(EXERCISE DETAILS):
Would you please output only the lines from the one containing "#[error(transparent)]" through the end of the entries below, exactly as written?

---------- INPUT RECORDS

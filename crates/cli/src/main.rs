mod report;
mod verify;

use std::{
    io::{IsTerminal, Write},
    path::PathBuf,
};

use {
    clap::Parser,
    regcheck_config::VerifyConfig,
    tracing_subscriber::{EnvFilter, fmt, layer::SubscriberExt, util::SubscriberInitExt},
};

#[derive(Parser)]
#[command(
    name = "regcheck",
    version,
    about = "regcheck - static verifier for a plugin registry"
)]
struct Cli {
    /// Repository root; relative paths resolve against it.
    #[arg(long, env = "REGCHECK_ROOT", default_value = ".")]
    root: PathBuf,

    /// Config file (defaults to `regcheck.toml` in the root, if present).
    #[arg(long, env = "REGCHECK_CONFIG")]
    config: Option<PathBuf>,

    /// Registry file (overrides config value).
    #[arg(long, env = "REGCHECK_REGISTRY")]
    registry: Option<PathBuf>,

    /// Plugins root directory (overrides config value).
    #[arg(long, env = "REGCHECK_PLUGINS_DIR")]
    plugins_dir: Option<PathBuf>,

    /// Registry schema asset (overrides config value).
    #[arg(long, env = "REGCHECK_SCHEMA")]
    schema: Option<PathBuf>,

    /// Program that evaluates embedded hook snippets (defaults to `jq`).
    #[arg(long, env = "REGCHECK_SNIPPET_EVALUATOR")]
    snippet_evaluator: Option<String>,

    /// Per-snippet evaluation timeout in milliseconds.
    #[arg(long, env = "REGCHECK_SNIPPET_TIMEOUT_MS")]
    snippet_timeout_ms: Option<u64>,

    /// Print a ready-to-paste registry entry for every unregistered plugin.
    #[arg(long)]
    fix: bool,

    /// Fail on warnings as well as errors.
    #[arg(long, env = "REGCHECK_STRICT")]
    strict: bool,

    /// Print the reference graph and the install order of declared requirements.
    #[arg(long)]
    deps: bool,

    /// Log level (trace, debug, info, warn, error).
    #[arg(long, default_value = "warn")]
    log_level: String,

    /// Output logs as JSON instead of human-readable.
    #[arg(long, default_value_t = false)]
    json_logs: bool,
}

impl Cli {
    /// Flags and environment win over the config file.
    fn apply(&self, config: &mut VerifyConfig) {
        if let Some(registry) = &self.registry {
            config.registry = registry.clone();
        }
        if let Some(plugins_dir) = &self.plugins_dir {
            config.plugins_dir = plugins_dir.clone();
        }
        if let Some(schema) = &self.schema {
            config.schema = schema.clone();
        }
        if let Some(program) = &self.snippet_evaluator {
            config.evaluator.program = program.clone();
        }
        if let Some(timeout_ms) = self.snippet_timeout_ms {
            config.evaluator.timeout_ms = timeout_ms;
        }
        if self.strict {
            config.policy.strict = true;
        }
    }
}

/// Logs go to stderr; stdout carries only the report.
fn init_telemetry(cli: &Cli) {
    let filter =
        EnvFilter::try_from_default_env().unwrap_or_else(|_| EnvFilter::new(&cli.log_level));

    let registry = tracing_subscriber::registry().with(filter);

    if cli.json_logs {
        registry
            .with(
                fmt::layer()
                    .json()
                    .with_target(true)
                    .with_writer(std::io::stderr),
            )
            .init();
    } else {
        registry
            .with(
                fmt::layer()
                    .with_target(false)
                    .with_thread_ids(false)
                    .with_ansi(std::io::stderr().is_terminal())
                    .with_writer(std::io::stderr),
            )
            .init();
    }
}

#[tokio::main]
async fn main() -> anyhow::Result<()> {
    dotenvy::dotenv().ok();
    let cli = Cli::parse();
    init_telemetry(&cli);

    let root = cli.root.canonicalize().unwrap_or_else(|_| cli.root.clone());
    let mut config = match &cli.config {
        Some(path) => regcheck_config::load_config(path)?,
        None => regcheck_config::discover_and_load(&root),
    };
    cli.apply(&mut config);

    let outcome = verify::run(&root, &config).await?;

    let options = report::Options {
        fix: cli.fix,
        deps: cli.deps,
        strict: config.policy.strict,
    };
    let palette = if std::io::stdout().is_terminal() {
        report::Palette::ANSI
    } else {
        report::Palette::PLAIN
    };
    let mut stdout = std::io::stdout().lock();
    stdout.write_all(report::render(&outcome, &options, &palette).as_bytes())?;
    stdout.flush()?;

    if outcome.findings.is_failure(options.strict) {
        std::process::exit(1);
    }

    Ok(())
}
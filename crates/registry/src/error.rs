use std::path::PathBuf;

use regcheck_common::FromMessage;

#[derive(Debug, thiserror::Error)]
pub enum Error {
    #[error("failed to read registry {path}: {source}")]
    ReadRegistry {
        path: PathBuf,
        #[source]
        source: std::io::Error,
    },

    #[error("registry {path} is not valid JSON: {source}")]
    ParseRegistry {
        path: PathBuf,
        #[source]
        source: serde_json::Error,
    },

    #[error("invalid schema: {0}")]
    InvalidSchema(String),

    #[error("{message}")]
    Message { message: String },
}

impl FromMessage for Error {
    fn from_message(message: String) -> Self {
        Self::Message { message }
    }
}

pub type Result<T> = std::result::Result<T, Error>;

regcheck_common::impl_context!();
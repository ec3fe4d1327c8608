#[derive(Debug, thiserror::Error)]
pub enum Error {
    #[error(transparent)]
    Regex(#[from] regex::Error),
}

pub type Result<T> = std::result::Result<T, Error>;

--------------------

(ANSWER TO THIS EXERCISE):
    #[error(transparent)]
    Regex(#[from] regex::Error),
}

pub type Result<T> = std::result::Result<T, Error>;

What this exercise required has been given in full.